### What this task involves
Search through the entries for the word "call" and copy every line that has it.
++++ Listed records ++++
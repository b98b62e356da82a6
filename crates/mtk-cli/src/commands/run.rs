//! Script run command implementation.

use std::io::Write;

use tracing::info;

use mtk_ledger::TokenConfig;

use crate::cli::RunArgs;
use crate::error::CliError;
use crate::output::OutputFormat;
use crate::script::{Script, ScriptRunner};

/// Run command executor.
pub struct RunCommand {
    config: TokenConfig,
}

impl RunCommand {
    /// Create a run command deploying ledgers with `config`.
    #[must_use]
    pub fn new(config: TokenConfig) -> Self {
        Self { config }
    }

    /// Load the script, apply every step and print the results.
    ///
    /// # Errors
    ///
    /// Returns an error if the script is invalid, deployment fails or output
    /// fails. With `--fail-fast`, a rejected step is still printed along with
    /// the summary before [`CliError::StepFailed`] is returned.
    pub fn execute<W: Write>(
        &self,
        writer: &mut W,
        format: &OutputFormat,
        args: &RunArgs,
    ) -> Result<(), CliError> {
        let script = Script::load(&args.script, &self.config)?;
        let mut runner = ScriptRunner::deploy(&script, &self.config)?;
        info!(
            owner = %script.owner,
            contract = %runner.token().contract_address(),
            steps = script.steps.len(),
            "running script"
        );

        let mut failed = 0usize;
        let mut halted = None;
        for (i, step) in script.steps.iter().enumerate() {
            let index = i + 1;
            let (report, rejection) = runner.execute(index, step);
            format.write_line(writer, &report)?;
            if let Some(source) = rejection {
                failed += 1;
                if args.fail_fast {
                    halted = Some(CliError::StepFailed {
                        index,
                        op: report.op,
                        source,
                    });
                    break;
                }
            }
        }

        let summary = runner.summary();
        if format.is_json() {
            format.write_line(writer, &summary)?;
        } else {
            format.write(writer, &summary)?;
        }
        info!(steps = script.steps.len(), failed, "script finished");
        match halted {
            Some(err) => Err(err),
            None => Ok(()),
        }
    }
}

#[cfg(test)]
mod tests {
    use super::*;
    use crate::cli::Format;
    use std::io::Write as _;
    use std::path::PathBuf;

    const OWNER: &str = "0x1111111111111111111111111111111111111111";

    fn script_file(steps: &str) -> tempfile::NamedTempFile {
        let mut file = tempfile::NamedTempFile::new().expect("temp file");
        write!(file, r#"{{ "owner": "{OWNER}", "steps": {steps} }}"#).expect("write");
        file
    }

    fn args(path: PathBuf, fail_fast: bool) -> RunArgs {
        RunArgs {
            script: path,
            fail_fast,
        }
    }

    #[test]
    fn test_json_output_one_line_per_step_plus_summary() {
        let file = script_file(
            r#"[
                { "caller": "@owner", "call": { "op": "mint", "to": "@owner", "amount": "1" } },
                { "caller": "@contract", "call": { "op": "claim" } }
            ]"#,
        );
        let mut out = Vec::new();
        RunCommand::new(TokenConfig::default())
            .execute(
                &mut out,
                &OutputFormat::new(Format::Json),
                &args(file.path().to_path_buf(), false),
            )
            .expect("run");

        let text = String::from_utf8(out).expect("utf8");
        let lines: Vec<_> = text.lines().collect();
        assert_eq!(lines.len(), 3);
        let summary: serde_json::Value = serde_json::from_str(lines[2]).expect("summary json");
        assert_eq!(summary["total_supply"], "1001");
    }

    #[test]
    fn test_fail_fast_stops() {
        let file = script_file(
            r#"[
                { "caller": "0x2222222222222222222222222222222222222222", "call": { "op": "withdraw" } },
                { "caller": "@owner", "call": { "op": "set_cooldown", "seconds": 1 } }
            ]"#,
        );
        let mut out = Vec::new();
        let result = RunCommand::new(TokenConfig::default()).execute(
            &mut out,
            &OutputFormat::default(),
            &args(file.path().to_path_buf(), true),
        );
        assert!(matches!(result, Err(CliError::StepFailed { index: 1, .. })));
        let text = String::from_utf8(out).expect("utf8");
        assert!(text.contains("withdraw"));
        assert!(text.contains("FAILED"));
        assert!(!text.contains("set_cooldown"));
        assert!(text.contains("Ledger Summary"));
    }
}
++++
### Solution
                { "caller": "@owner", "call": { "op": "mint", "to": "@owner", "amount": "1" } },
                { "caller": "@contract", "call": { "op": "claim" } }
                { "caller": "0x2222222222222222222222222222222222222222", "call": { "op": "withdraw" } },
                { "caller": "@owner", "call": { "op": "set_cooldown", "seconds": 1 } }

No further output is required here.